Data Independence is isolating an upper level from the changes in the organization or structure of a lower level.

For example, if changes in the file organization of a data file do not demand for changes in the functions in the

DBMS or in the application programs, data independence is achieved. Thus Data Independence can be defined as

immunity of applications to change in physical representation and access technique. The provision of data

independence is a major objective for database systems.

• Reduced Maintenance - Maintenance is less and easy, again, due to the centralized nature of the system.

Disadvantages of a DBMS

The following are disadvantages of DBMS

1. Setup of the database system requires more knowledge, money, skills, and time.

2. The complexity of the database may result in poor performance.



Functions of a DBMS

The functions performed by a typical DBMS are the following:

• Data Definition - The DBMS provides functions to define the structure of the data in the application. These

include defining and modifying the record structure, the type and size of fields and the various constraints/conditions

to be satisfied by the data in each field.

• Data Manipulation - Once the data structure is defined, data needs to be inserted, modified or deleted. The

functions which perform these operations are also part of the DBMS. These function can handle planned and

unplanned data manipulation needs. Planned queries are those which form part of the application. Unplanned queries

are ad-hoc queries which are performed on a need basis.

• Data Security & Integrity - The DBMS contains functions which handle the security and integrity of data in

the application. These can be easily invoked by the application and hence the application programmer need not code

these functions in his/her programs.

• Data Recovery & Concurrency - Recovery of data after a system failure and concurrent access of records by

multiple users are also handled by the DBMS.

• Data Dictionary Maintenance - Maintaining the Data Dictionary which contains the data definition of the

application is also one of the functions of a DBMS.

• Performance - Optimizing the performance of the queries is one of the important functions of a DBMS. Hence

the DBMS has a set of programs forming the Query Optimizer which evaluates the different implementations of a

query and chooses the best among them.

Thus the DBMS provides an environment that is both convenient and efficient to use when there is a large volume of

data and many transactions to be processed.

Data abstraction

It can be summed up as follows.

1. When the DBMS hides certain details of how data is stored and maintained, it provides what is

called as the abstract view of data.

2. This is to simplify user-interaction with the system.

3. Complexity (of data and data structure) is hidden from users through several levels of abstraction.

Data abstraction is used for following purposes:

1. To provide abstract view of data.

2. To hide complexity from user.

3. To simplify user interaction with DBMS.



Levels of data abstraction

There are three levels of data abstraction.

1. Physical level: It describes how a record (e.g., customer) is stored.

Features:

a) Lowest level of abstraction.

b) It describes how data are actually stored.

c) It describes low-level complex data structures in detail.

d) At this level, efficient algorithms to access data are defined.

2. Logical level: It describes what data stored in database, and the relationships among the data.

Features:

a) It is next-higher level of abstraction.

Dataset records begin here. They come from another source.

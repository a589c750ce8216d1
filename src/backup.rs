//! Snapshot lifecycle: creation, restore, enumeration and removal.
//!
//! A backup is a directory named after its creation instant in
//! `%Y%m%d%H%M%S` form, containing a `data/` payload tree and a `.info`
//! JSON sidecar with validity and bookkeeping metadata. Lexical order of
//! the names equals chronological order.

use std::cmp::Ordering;
use std::fmt;
use std::sync::Arc;

use chrono::{Local, NaiveDateTime};
use serde::{Deserialize, Serialize};
use tracing::{debug, info};

use crate::error::{Error, Result};
use crate::io::Endpoint;
use crate::rsync::{Rsync, Status, SyncPath};

pub const NAME_FORMAT: &str = "%Y%m%d%H%M%S";
pub const PRETTY_FORMAT: &str = "%a %d, %b %Y - %H:%M:%S";

const DATA_DIR: &str = "data";
const INFO_FILE: &str = ".info";

fn pretty_instant(dt: NaiveDateTime) -> String {
    dt.format(PRETTY_FORMAT).to_string()
}

/// The current instant in the form the `.info` sidecar stores.
fn pretty_now() -> String {
    pretty_instant(Local::now().naive_local())
}

fn join(base: &str, child: &str) -> String {
    if base.ends_with('/') {
        format!("{base}{child}")
    } else {
        format!("{base}/{child}")
    }
}

/// Contents of the `.info` sidecar.
///
/// Unknown fields are preserved-by-omission: absent fields deserialize to
/// their defaults so sidecars written by older versions stay readable.
#[derive(Debug, Default, Clone, Serialize, Deserialize)]
pub struct BackupInfo {
    #[serde(default)]
    pub valid: bool,

    #[serde(default, skip_serializing_if = "Option::is_none")]
    pub bytes: Option<u64>,

    #[serde(default, skip_serializing_if = "Option::is_none")]
    pub backup_started_at: Option<String>,

    #[serde(default, skip_serializing_if = "Option::is_none")]
    pub backup_finished_at: Option<String>,

    #[serde(default, skip_serializing_if = "Vec::is_empty")]
    pub restored_at: Vec<String>,
}

/// One snapshot rooted under a backup directory on an [`Endpoint`].
pub struct Backup {
    io: Arc<Endpoint>,
    root: String,
    name: String,
    datetime: NaiveDateTime,
}

impl Backup {
    fn from_parts(io: Arc<Endpoint>, root: &str, name: &str) -> Result<Self> {
        let datetime = NaiveDateTime::parse_from_str(name, NAME_FORMAT)
            .map_err(|_| Error::BackupNotFound)?;
        Ok(Self {
            io,
            root: root.to_owned(),
            name: name.to_owned(),
            datetime,
        })
    }

    /// A handle for a new snapshot named after the current instant.
    pub fn new(io: Arc<Endpoint>, root: &str) -> Self {
        let datetime = Local::now().naive_local();
        Self {
            io,
            root: root.to_owned(),
            name: datetime.format(NAME_FORMAT).to_string(),
            datetime,
        }
    }

    /// A handle for an existing snapshot. Fails with
    /// [`Error::BackupNotFound`] when `name` is not a valid snapshot name
    /// or no such directory exists.
    pub fn from_name(io: Arc<Endpoint>, root: &str, name: &str) -> Result<Self> {
        let backup = Self::from_parts(io, root, name)?;
        if !backup.exists()? {
            return Err(Error::BackupNotFound);
        }
        Ok(backup)
    }

    /// All snapshots under `root`, sorted ascending by creation time.
    /// Stray directory entries that are not snapshot names are skipped.
    pub fn all_backups(
        io: &Arc<Endpoint>,
        root: &str,
        include_valid: bool,
        include_invalid: bool,
    ) -> Result<Vec<Backup>> {
        let names = match io.list_dir(root) {
            Ok(names) => names,
            Err(e) if e.is_not_found() => return Ok(Vec::new()),
            Err(e) => return Err(e),
        };

        let mut backups = Vec::new();
        for name in names {
            let backup = match Self::from_parts(Arc::clone(io), root, &name) {
                Ok(backup) => backup,
                Err(_) => continue,
            };
            if include_valid && include_invalid {
                backups.push(backup);
            } else if backup.is_valid()? == include_valid && include_valid != include_invalid {
                backups.push(backup);
            }
        }
        backups.sort();
        Ok(backups)
    }

    /// The most recent snapshot under `root`, if any.
    pub fn latest(
        io: &Arc<Endpoint>,
        root: &str,
        include_valid: bool,
        include_invalid: bool,
    ) -> Result<Option<Backup>> {
        Ok(Self::all_backups(io, root, include_valid, include_invalid)?.pop())
    }

    pub fn name(&self) -> &str {
        &self.name
    }

    pub fn datetime(&self) -> NaiveDateTime {
        self.datetime
    }

    /// Human-readable creation instant.
    pub fn name_pretty(&self) -> String {
        self.datetime.format(PRETTY_FORMAT).to_string()
    }

    pub fn backup_dir(&self) -> String {
        join(&self.root, &self.name)
    }

    pub fn data_dir(&self) -> String {
        join(&self.backup_dir(), DATA_DIR)
    }

    fn info_path(&self) -> String {
        join(&self.backup_dir(), INFO_FILE)
    }

    pub fn exists(&self) -> Result<bool> {
        self.io.exists(&self.backup_dir())
    }

    /// Read the sidecar. A missing sidecar reads as all-defaults, so a
    /// snapshot interrupted before bookkeeping started counts as invalid.
    pub fn info(&self) -> Result<BackupInfo> {
        match self.io.read(&self.info_path()) {
            Ok(data) => Ok(serde_json::from_slice(&data)?),
            Err(e) if e.is_not_found() => Ok(BackupInfo::default()),
            Err(e) => Err(e),
        }
    }

    fn write_info(&self, info: &BackupInfo) -> Result<()> {
        let data = serde_json::to_vec_pretty(info)?;
        self.io.write(&self.info_path(), &data)
    }

    fn update_info(&self, apply: impl FnOnce(&mut BackupInfo)) -> Result<()> {
        let mut info = self.info()?;
        apply(&mut info);
        self.write_info(&info)
    }

    pub fn is_valid(&self) -> Result<bool> {
        Ok(self.info()?.valid)
    }

    pub fn set_valid(&self, valid: bool) -> Result<()> {
        self.update_info(|info| info.valid = valid)
    }

    /// Payload size in bytes, measured once and cached in the sidecar.
    pub fn bytes(&self) -> Result<u64> {
        if let Some(bytes) = self.info()?.bytes {
            return Ok(bytes);
        }
        let bytes = self.io.calculate_size(&self.data_dir())?;
        self.update_info(|info| info.bytes = Some(bytes))?;
        Ok(bytes)
    }

    /// Transfer `includes` into this snapshot's payload tree, hardlinking
    /// unchanged files against the latest valid snapshot.
    ///
    /// The snapshot is marked valid only on a fully clean transfer; a
    /// partial transfer leaves it invalid so the next run will not
    /// hardlink against it.
    pub fn create(
        &self,
        rsync: &Rsync,
        includes: &[String],
        excludes: &[String],
        dry_run: bool,
    ) -> Result<Status> {
        if self.exists()? {
            return Err(Error::BackupAlreadyExists);
        }

        let link_dest = Self::latest(&self.io, &self.root, true, false)?.map(|b| b.data_dir());

        if !dry_run {
            self.io.make_dirs(&self.data_dir())?;
            self.update_info(|info| {
                info.backup_started_at = Some(pretty_now());
            })?;
        }

        info!(name = %self.name, "Creating backup");
        debug!(?link_dest, "Hardlink base");

        let target = SyncPath::new(self.data_dir(), self.io.host());
        let includes: Vec<SyncPath> = includes.iter().map(SyncPath::local).collect();

        let status = rsync.sync(&target, &includes, excludes, link_dest.as_deref(), dry_run)?;

        if !dry_run {
            self.update_info(|info| {
                info.backup_finished_at = Some(pretty_now());
            })?;
            if self.info()?.bytes.is_none() {
                let bytes = self.io.calculate_size(&self.data_dir())?;
                self.update_info(|info| info.bytes = Some(bytes))?;
            }
            if status.is_success() {
                self.set_valid(true)?;
            }
        }

        Ok(status)
    }

    /// Restore `items` from this snapshot into `target`, or the whole
    /// payload into `/` when both are omitted.
    ///
    /// Each item is rewritten relative to the payload root so rsync's
    /// `--relative` reconstructs the original hierarchy below `target`.
    pub fn restore(
        &self,
        rsync: &Rsync,
        items: &[String],
        target: Option<&str>,
        dry_run: bool,
    ) -> Result<Status> {
        if !self.exists()? {
            return Err(Error::BackupNotFound);
        }

        let data_dir = self.data_dir();
        let items: Vec<String> = if items.is_empty() {
            vec![data_dir.clone()]
        } else {
            items.to_vec()
        };

        let sources: Vec<SyncPath> = items
            .iter()
            .map(|item| {
                let path = if *item == data_dir {
                    format!("{data_dir}/./")
                } else {
                    format!("{data_dir}/./{}", item.trim_start_matches('/'))
                };
                SyncPath::new(path, self.io.host())
            })
            .collect();

        let target = SyncPath::local(target.unwrap_or("/"));

        info!(name = %self.name, target = %target, "Restoring backup");

        let status = rsync.sync(&target, &sources, &[], None, dry_run)?;

        if !dry_run {
            self.update_info(|info| {
                info.restored_at.push(pretty_now());
            })?;
        }

        Ok(status)
    }

    /// Delete this snapshot's directory tree.
    pub fn remove(&self) -> Result<()> {
        if !self.exists()? {
            return Err(Error::BackupNotFound);
        }
        info!(name = %self.name, "Removing backup");
        self.io.remove_tree(&self.backup_dir())
    }
}

impl PartialEq for Backup {
    fn eq(&self, other: &Self) -> bool {
        self.name == other.name
    }
}

impl Eq for Backup {}

impl PartialOrd for Backup {
    fn partial_cmp(&self, other: &Self) -> Option<Ordering> {
        Some(self.cmp(other))
    }
}

impl Ord for Backup {
    fn cmp(&self, other: &Self) -> Ordering {
        self.name.cmp(&other.name)
    }
}

impl fmt::Display for Backup {
    fn fmt(&self, f: &mut fmt::Formatter<'_>) -> fmt::Result {
        f.write_str(&self.name)
    }
}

Here whole Database is divided into small simple structures.

b) Users at this level need not be aware of the physical-level complexity used to implement the simple

structures.

c) Here the aim is ease of use.

d) Generally, database administrators (DBAs) work at logical level of abstraction.

3. View level: Application programs hide details of data types. Views can also hide information (e.g., salary) for

security purposes.

Features:

a) It is the highest level of abstraction.

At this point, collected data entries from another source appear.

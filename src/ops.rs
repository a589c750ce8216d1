//! High-level operations behind the CLI subcommands.
//!
//! Each function wires a loaded [`Config`] to the endpoint pool, the
//! rsync driver and the snapshot layer, and logs what it decided to do.

use std::sync::Arc;

use chrono::{Local, NaiveDateTime};
use tracing::{info, warn};

use crate::backup::{Backup, NAME_FORMAT};
use crate::config::Config;
use crate::error::{Error, Result};
use crate::io::{Endpoint, EndpointPool};
use crate::retention;
use crate::rsync::{Rsync, Status};

pub fn configured_endpoint(pool: &mut EndpointPool, cfg: &Config) -> Result<Arc<Endpoint>> {
    pool.get(cfg.target.host.as_deref(), cfg.ssh_config_file().as_deref())
}

pub fn configured_rsync(cfg: &Config) -> Rsync {
    let mut rsync = Rsync::default();
    rsync.rsync_bin = cfg.rsync.rsync_bin.clone();
    rsync.ssh_bin = cfg.rsync.ssh_bin.clone();
    rsync.ssh_config_file = cfg.ssh_config_file();
    rsync.acls = cfg.rsync.acls;
    rsync.xattrs = cfg.rsync.xattrs;
    rsync.prune_empty_dirs = cfg.rsync.prune_empty_dirs;
    rsync.out_format = cfg.rsync.out_format.clone();
    rsync
}

/// All snapshots on the target, oldest first.
pub fn list_backups(pool: &mut EndpointPool, cfg: &Config) -> Result<Vec<Backup>> {
    let io = configured_endpoint(pool, cfg)?;
    Backup::all_backups(&io, &cfg.target.path, true, true)
}

/// Look up one snapshot by name, or the most recent one when `name` is
/// omitted.
pub fn find_backup(pool: &mut EndpointPool, cfg: &Config, name: Option<&str>) -> Result<Backup> {
    let io = configured_endpoint(pool, cfg)?;
    match name {
        Some(name) => Backup::from_name(io, &cfg.target.path, name),
        None => Backup::latest(&io, &cfg.target.path, true, true)?.ok_or(Error::BackupNotFound),
    }
}

/// Create a new snapshot of the configured includes.
pub fn create_backup(pool: &mut EndpointPool, cfg: &Config, dry_run: bool) -> Result<Status> {
    let io = configured_endpoint(pool, cfg)?;
    let rsync = configured_rsync(cfg);
    let backup = Backup::new(io, &cfg.target.path);
    let status = backup.create(&rsync, &cfg.includes, &cfg.excludes, dry_run)?;
    info!(name = %backup.name(), %status, "Backup finished");
    Ok(status)
}

/// Restore `items` from a snapshot into `target`.
pub fn restore_backup(
    pool: &mut EndpointPool,
    cfg: &Config,
    name: Option<&str>,
    items: &[String],
    target: Option<&str>,
    dry_run: bool,
) -> Result<Status> {
    let backup = find_backup(pool, cfg, name)?;
    let rsync = configured_rsync(cfg);
    let status = backup.restore(&rsync, items, target, dry_run)?;
    info!(name = %backup.name(), %status, "Restore finished");
    Ok(status)
}

/// Remove the named snapshots. A name that does not resolve is reported
/// and skipped so one stale argument cannot abort a cleanup run.
pub fn remove_backups(
    pool: &mut EndpointPool,
    cfg: &Config,
    names: &[String],
    dry_run: bool,
) -> Result<()> {
    let io = configured_endpoint(pool, cfg)?;
    for name in names {
        let backup = match Backup::from_name(Arc::clone(&io), &cfg.target.path, name) {
            Ok(backup) => backup,
            Err(Error::BackupNotFound) => {
                warn!(name = %name, "No such backup, skipping");
                continue;
            }
            Err(e) => return Err(e),
        };
        if dry_run {
            info!(name = %backup.name(), "Would remove backup");
        } else {
            backup.remove()?;
        }
    }
    Ok(())
}

fn remove_instants(
    pool: &mut EndpointPool,
    cfg: &Config,
    instants: &[NaiveDateTime],
    dry_run: bool,
) -> Result<()> {
    let names: Vec<String> = instants
        .iter()
        .map(|dt| dt.format(NAME_FORMAT).to_string())
        .collect();
    remove_backups(pool, cfg, &names, dry_run)
}

fn instants_of(backups: &[Backup]) -> Vec<NaiveDateTime> {
    backups.iter().map(Backup::datetime).collect()
}

/// Remove all but the `keep` most recent snapshots.
pub fn remove_but_keep(
    pool: &mut EndpointPool,
    cfg: &Config,
    keep: usize,
    dry_run: bool,
) -> Result<()> {
    let backups = list_backups(pool, cfg)?;
    let remove = retention::keep_last_n(&instants_of(&backups), keep);
    info!(total = backups.len(), removing = remove.len(), "Pruning to last {keep}");
    remove_instants(pool, cfg, &remove, dry_run)
}

/// Remove snapshots created at or before `duration` ago. `duration` uses
/// the `<count><unit>` form, for example `2w`.
pub fn remove_older_than(
    pool: &mut EndpointPool,
    cfg: &Config,
    duration: &str,
    dry_run: bool,
) -> Result<()> {
    let duration = retention::parse_duration(duration)?;
    let backups = list_backups(pool, cfg)?;
    let now = Local::now().naive_local();
    let remove = retention::older_than(&instants_of(&backups), duration, now);
    info!(total = backups.len(), removing = remove.len(), "Pruning by age");
    remove_instants(pool, cfg, &remove, dry_run)
}

/// Remove all snapshots whose last transfer did not finish cleanly.
pub fn remove_invalid(pool: &mut EndpointPool, cfg: &Config, dry_run: bool) -> Result<()> {
    let backups = list_backups(pool, cfg)?;
    let mut flagged = Vec::with_capacity(backups.len());
    for backup in &backups {
        flagged.push((backup.datetime(), backup.is_valid()?));
    }
    let remove = retention::invalid_only(&flagged);
    info!(total = backups.len(), removing = remove.len(), "Pruning invalid backups");
    remove_instants(pool, cfg, &remove, dry_run)
}

/// Thin out the history with a grandfather-father-son rotation.
pub fn remove_gffs(
    pool: &mut EndpointPool,
    cfg: &Config,
    tiers: retention::GffsTiers,
    dry_run: bool,
) -> Result<()> {
    let backups = list_backups(pool, cfg)?;
    let remove = retention::gffs(&instants_of(&backups), tiers, cfg.gffs_weekday_full);
    info!(total = backups.len(), removing = remove.len(), "Rotating backups");
    remove_instants(pool, cfg, &remove, dry_run)
}

/// Mark the named snapshots as valid or invalid.
pub fn set_valid(
    pool: &mut EndpointPool,
    cfg: &Config,
    names: &[String],
    valid: bool,
) -> Result<()> {
    let io = configured_endpoint(pool, cfg)?;
    for name in names {
        let backup = Backup::from_name(Arc::clone(&io), &cfg.target.path, name)?;
        backup.set_valid(valid)?;
        info!(name = %backup.name(), valid, "Validity updated");
    }
    Ok(())
}

/// Render a byte count with a binary-prefix unit.
pub fn bytes2human(bytes: u64) -> String {
    const UNITS: [&str; 7] = ["B", "KiB", "MiB", "GiB", "TiB", "PiB", "EiB"];

    let mut value = bytes as f64;
    let mut unit = 0;
    while value >= 1024.0 && unit < UNITS.len() - 1 {
        value /= 1024.0;
        unit += 1;
    }

    if unit == 0 {
        format!("{bytes} B")
    } else {
        format!("{value:.1} {}", UNITS[unit])
    }
}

b) It describes only a part of the whole Database for particular group of users.

c) This view hides all complexity.

d) It exists only to simplify user interaction with system.

e) The system may provide many views for the whole system.



Instances and Schemas

Instances and Schemas are similar to types and variables in programming languages.

1. Schema:

The overall design of a database is called database schema. E.g., the database consists of information about a set

of customers and accounts and the relationship between them. It is analogous to variable along with its type

information in a program.

Types of Schemas (partitioned according to levels of abstraction):

a. Physical schema: It is database design at the physical level. It is hidden below logical schema, and can be

changed easily without affecting application programs.

b. Logical schema: It is database design at the logical level. Programmers construct applications using

logical schema. It is by far the most important schema, in terms of its effect on application programs.

c. Subschema: It is schema at view level.

2. Instance:

It is the actual content of the database at a particular point in time. It is analogous to the value of a variable.

The ANSI/SPARC Architecture

A DBMS can be considered as a buffer between application programs, end users and a database designed to fulfill

features of data independence. In 1975 the American National Standards Institute Standards Planning and

Requirements Committee (ANSI-SPARC) proposed three-level architecture identified three levels of abstraction.

These levels are sometimes referred to as schemas or views.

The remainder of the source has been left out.